Last summer the tree finally succumbed to its age and a major limb fell off. We were fortunate that no one was under the tree at the time since the limb that fell likely weighed at least a ton. That required the church to call out the tree crew and have the tree removed. It was a sad loss of an old friend.
Our church has a number of very creative people, including a number of woodworkers. Our resident wood turner, Jim, brought in members of his wood-turning club and they salvaged a large amount of wood from the old tree. They took it away to dry and mill with the idea that we’d make stuff out of the wood for the church.
I did ask for some of the wood with the thought of making one cross from it. Jim milled a number of pieces for me and they are now sitting in my shop. They are now dry enough to cut and my work begins.
My thought was to make this project my Lenten project but Ash Wednesday is late this year, March 5th and I don’t think I want to wait that long to get started so next time I get into the shop I’ll start the long process of turning this raw wood into a fancy cross. I’ll keep you posted on my progress – likely I’ll still be working on the thing when lent starts, but hope to finish before Easter.

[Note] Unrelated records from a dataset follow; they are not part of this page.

//! Per-replica delivery channels.
//!
//! A [`DeliveryChannel`] binds exactly one [`Updatable`] to one
//! [`DeliveryExchange`]. It moves through three phases, each entered once:
//!
//! ```text
//! unregistered --register--> open --close--> closed
//! ```
//!
//! While open, outbound messages go to the exchange and inbound messages
//! queue in an inbox that a periodic task applies to the replica. Inbox order
//! depends on the replication discipline: operation-based replicas apply the
//! oldest event first, state-based replicas the newest snapshot first so that
//! older snapshots become no-ops.

use crate::error::{ReplicationError, ReplicationResult};
use crate::exchange::DeliveryExchange;
use crate::protocol::UpdateMessage;
use crate::updatable::{DeliveryEndpoint, Updatable};
use crate::util::{lock, wait_until};
use concord_types::ReplicaId;
use std::cmp::{Ordering, Reverse};
use std::collections::BinaryHeap;
use std::sync::atomic::{AtomicBool, Ordering as AtomicOrdering};
use std::sync::{Arc, Mutex, Weak};
use std::time::Duration;
use tokio::sync::Notify;
use tokio::task::JoinHandle;
use tokio::time::MissedTickBehavior;
use tokio_util::sync::CancellationToken;
use tracing::{debug, info, warn};

/// The order in which a channel applies queued messages.
#[derive(Debug, Clone, Copy, PartialEq, Eq)]
pub enum InboxOrder {
    /// Lowest rank first (operation-based replicas).
    OldestFirst,
    /// Highest rank first (state-based replicas).
    NewestFirst,
}

impl InboxOrder {
    fn priority(self, rank: u64) -> i128 {
        match self {
            Self::OldestFirst => -i128::from(rank),
            Self::NewestFirst => i128::from(rank),
        }
    }
}

/// A queued inbound message. Ties in priority fall back to arrival order.
struct Queued<M> {
    priority: i128,
    seq: u64,
    message: M,
}

impl<M> Queued<M> {
    fn order_key(&self) -> (i128, Reverse<u64>) {
        (self.priority, Reverse(self.seq))
    }
}

impl<M> PartialEq for Queued<M> {
    fn eq(&self, other: &Self) -> bool {
        self.order_key() == other.order_key()
    }
}

impl<M> Eq for Queued<M> {}

impl<M> PartialOrd for Queued<M> {
    fn partial_cmp(&self, other: &Self) -> Option<Ordering> {
        Some(self.cmp(other))
    }
}

impl<M> Ord for Queued<M> {
    fn cmp(&self, other: &Self) -> Ordering {
        self.order_key().cmp(&other.order_key())
    }
}

struct Inbox<M> {
    queue: BinaryHeap<Queued<M>>,
    next_seq: u64,
    /// Messages taken out of the queue and not yet applied or requeued.
    applying: usize,
}

/// The part of a registered channel the exchange and the apply task share.
struct ChannelEndpoint<M: UpdateMessage> {
    id: ReplicaId,
    order: InboxOrder,
    updatable: Weak<dyn Updatable<Message = M>>,
    inbox: Mutex<Inbox<M>>,
    open: AtomicBool,
    /// Fired after every apply cycle.
    applied: Notify,
}

impl<M: UpdateMessage> ChannelEndpoint<M> {
    fn is_open(&self) -> bool {
        self.open.load(AtomicOrdering::SeqCst)
    }

    fn has_pending_updates(&self) -> bool {
        let inbox = lock(&self.inbox);
        !inbox.queue.is_empty() || inbox.applying > 0
    }

    fn enqueue(&self, message: M) {
        let mut inbox = lock(&self.inbox);
        let seq = inbox.next_seq;
        inbox.next_seq += 1;
        inbox.queue.push(Queued {
            priority: self.order.priority(message.rank()),
            seq,
            message,
        });
    }

    /// Applies queued messages to the replica, returning how many succeeded.
    ///
    /// Failed messages are requeued. Passes repeat while they make progress,
    /// so a message held back for a missing predecessor is applied in the
    /// same cycle once that predecessor lands.
    fn apply_pending(&self) -> usize {
        let Some(updatable) = self.updatable.upgrade() else {
            self.applied.notify_waiters();
            return 0;
        };

        let mut applied = 0;
        loop {
            let batch = {
                let mut inbox = lock(&self.inbox);
                let batch = std::mem::take(&mut inbox.queue).into_sorted_vec();
                inbox.applying += batch.len();
                batch
            };
            if batch.is_empty() {
                break;
            }

            let taken = batch.len();
            let mut failed = Vec::new();
            for queued in batch.into_iter().rev() {
                match updatable.update(&queued.message) {
                    Ok(()) => applied += 1,
                    Err(e) => {
                        if e.is_transient() {
                            debug!("Holding {:?} at {}: {}", queued.message.key(), self.id, e);
                        } else {
                            warn!(
                                "Failed to apply {:?} at {}, retrying: {}",
                                queued.message.key(),
                                self.id,
                                e
                            );
                        }
                        failed.push(queued);
                    }
                }
            }

            let progressed = failed.len() < taken;
            let retry = !failed.is_empty();
            {
                let mut inbox = lock(&self.inbox);
                inbox.queue.extend(failed);
                inbox.applying -= taken;
            }
            if !(progressed && retry) {
                break;
            }
        }

        self.applied.notify_waiters();
        applied
    }
}

impl<M: UpdateMessage> DeliveryEndpoint<M> for ChannelEndpoint<M> {
    fn id(&self) -> ReplicaId {
        self.id
    }

    fn receive(&self, message: M) -> ReplicationResult<()> {
        if !self.is_open() {
            return Err(ReplicationError::ChannelClosed);
        }
        self.enqueue(message);
        Ok(())
    }
}

/// A replica's connection to an exchange.
pub struct DeliveryChannel<M: UpdateMessage> {
    exchange: Arc<dyn DeliveryExchange<M>>,
    order: InboxOrder,
    endpoint: Mutex<Option<Arc<ChannelEndpoint<M>>>>,
    cancel: CancellationToken,
    task: Mutex<Option<JoinHandle<()>>>,
}

impl<M: UpdateMessage> DeliveryChannel<M> {
    /// Creates an unregistered channel on `exchange`.
    pub fn new(exchange: Arc<dyn DeliveryExchange<M>>, order: InboxOrder) -> Self {
        Self {
            exchange,
            order,
            endpoint: Mutex::new(None),
            cancel: CancellationToken::new(),
            task: Mutex::new(None),
        }
    }

    /// Returns `requested`, or a fresh id from the exchange's factory.
    #[must_use]
    pub fn resolve_id(&self, requested: Option<ReplicaId>) -> ReplicaId {
        requested.unwrap_or_else(|| self.exchange.identifiers().create())
    }

    /// Binds this channel to `updatable` and opens it.
    ///
    /// `updatable` must expose this very channel. On error nothing changes.
    ///
    /// # Panics
    ///
    /// Panics if called outside a Tokio runtime.
    pub fn register<U>(&self, updatable: &Arc<U>) -> ReplicationResult<()>
    where
        U: Updatable<Message = M>,
    {
        let mut slot = lock(&self.endpoint);
        if slot.is_some() {
            return Err(ReplicationError::AlreadyRegistered);
        }
        if !std::ptr::eq(updatable.channel(), self) {
            return Err(ReplicationError::ForeignChannel);
        }

        let id = updatable.id();
        let weak: Weak<dyn Updatable<Message = M>> = Arc::<U>::downgrade(updatable);
        let endpoint = Arc::new(ChannelEndpoint {
            id,
            order: self.order,
            updatable: weak,
            inbox: Mutex::new(Inbox {
                queue: BinaryHeap::new(),
                next_seq: 0,
                applying: 0,
            }),
            open: AtomicBool::new(true),
            applied: Notify::new(),
        });
        self.exchange.attach(endpoint.clone())?;

        let period = self.exchange.config().apply_interval;
        *lock(&self.task) = Some(spawn_apply_loop(
            Arc::clone(&endpoint),
            period,
            self.cancel.clone(),
        ));
        *slot = Some(endpoint);
        info!("Registered replica {}", id);
        Ok(())
    }

    fn endpoint(&self) -> ReplicationResult<Arc<ChannelEndpoint<M>>> {
        lock(&self.endpoint)
            .clone()
            .ok_or(ReplicationError::NotRegistered)
    }

    /// Returns the bound replica's id, if registered.
    #[must_use]
    pub fn id(&self) -> Option<ReplicaId> {
        lock(&self.endpoint).as_ref().map(|endpoint| endpoint.id)
    }

    /// Returns true between `register` and `close`.
    #[must_use]
    pub fn is_open(&self) -> bool {
        lock(&self.endpoint)
            .as_ref()
            .is_some_and(|endpoint| endpoint.is_open())
    }

    /// Fails unless the channel is open.
    pub fn ensure_open(&self) -> ReplicationResult<()> {
        if self.endpoint()?.is_open() {
            Ok(())
        } else {
            Err(ReplicationError::ChannelClosed)
        }
    }

    /// Hands a message to the exchange for delivery to every other replica.
    pub fn publish(&self, message: M) -> ReplicationResult<()> {
        self.ensure_open()?;
        self.exchange.publish(message)
    }

    /// Queues a message from another replica.
    pub fn receive(&self, message: M) -> ReplicationResult<()> {
        self.endpoint()?.receive(message)
    }

    /// Returns true while messages this replica published await delivery.
    #[must_use]
    pub fn has_pending_deliveries(&self) -> bool {
        self.id()
            .is_some_and(|id| self.exchange.has_pending_deliveries(id))
    }

    /// Returns true while received messages await application.
    #[must_use]
    pub fn has_pending_updates(&self) -> bool {
        lock(&self.endpoint)
            .as_ref()
            .is_some_and(|endpoint| endpoint.has_pending_updates())
    }

    /// Waits until every message this replica published has been delivered.
    pub async fn wait_for_deliveries(&self) {
        if let Some(id) = self.id() {
            self.exchange.wait_for_deliveries(id).await;
        }
    }

    /// Waits until every received message has been applied.
    pub async fn wait_for_updates(&self) {
        let Ok(endpoint) = self.endpoint() else {
            return;
        };
        wait_until(&endpoint.applied, || !endpoint.has_pending_updates()).await;
    }

    /// Closes the channel: rejects new traffic, drains, then stops.
    ///
    /// Outbound messages get up to the exchange's drain timeout to reach
    /// their destinations, the inbox is applied one last time, and only then
    /// is the channel detached and its task stopped.
    pub async fn close(&self) -> ReplicationResult<()> {
        let endpoint = self.endpoint()?;
        if !endpoint.open.swap(false, AtomicOrdering::SeqCst) {
            return Err(ReplicationError::ChannelClosed);
        }
        let id = endpoint.id;
        info!("Closing channel for replica {}", id);

        let drain = self.exchange.config().drain_timeout;
        if tokio::time::timeout(drain, self.exchange.wait_for_deliveries(id))
            .await
            .is_err()
        {
            warn!("Replica {} closed with undelivered messages", id);
        }

        let applied = endpoint.apply_pending();
        if endpoint.has_pending_updates() {
            warn!("Replica {} closed with unapplied messages", id);
        }
        self.exchange.detach(id);

        self.cancel.cancel();
        let handle = lock(&self.task).take();
        if let Some(handle) = handle {
            if let Err(e) = handle.await {
                warn!("Apply loop for {} ended abnormally: {}", id, e);
            }
        }
        debug!("Channel for {} closed after applying {} final message(s)", id, applied);
        Ok(())
    }
}

impl<M: UpdateMessage> Drop for DeliveryChannel<M> {
    fn drop(&mut self) {
        self.cancel.cancel();
        if let Some(id) = self.id() {
            self.exchange.detach(id);
        }
    }
}

fn spawn_apply_loop<M: UpdateMessage>(
    endpoint: Arc<ChannelEndpoint<M>>,
    period: Duration,
    cancel: CancellationToken,
) -> JoinHandle<()> {
    tokio::spawn(async move {
        let mut ticker = tokio::time::interval(period);
        ticker.set_missed_tick_behavior(MissedTickBehavior::Delay);
        loop {
            tokio::select! {
                () = cancel.cancelled() => break,
                _ = ticker.tick() => {}
            }
            endpoint.apply_pending();
        }
        debug!("Apply loop for {} stopped", endpoint.id);
    })
}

When the cross is finished I am hoping to sell it at church along with some of the bowls and other things that are being made from the wood of our old tree. Perhaps it will make a little money and I’ll have the satisfaction of having sold a piece of my art.
But just as likely, I’ll find the work itself to be the most rewarding. It just amazes my mind that raw wood, fallen and salvaged can be turned into a beautiful work of art.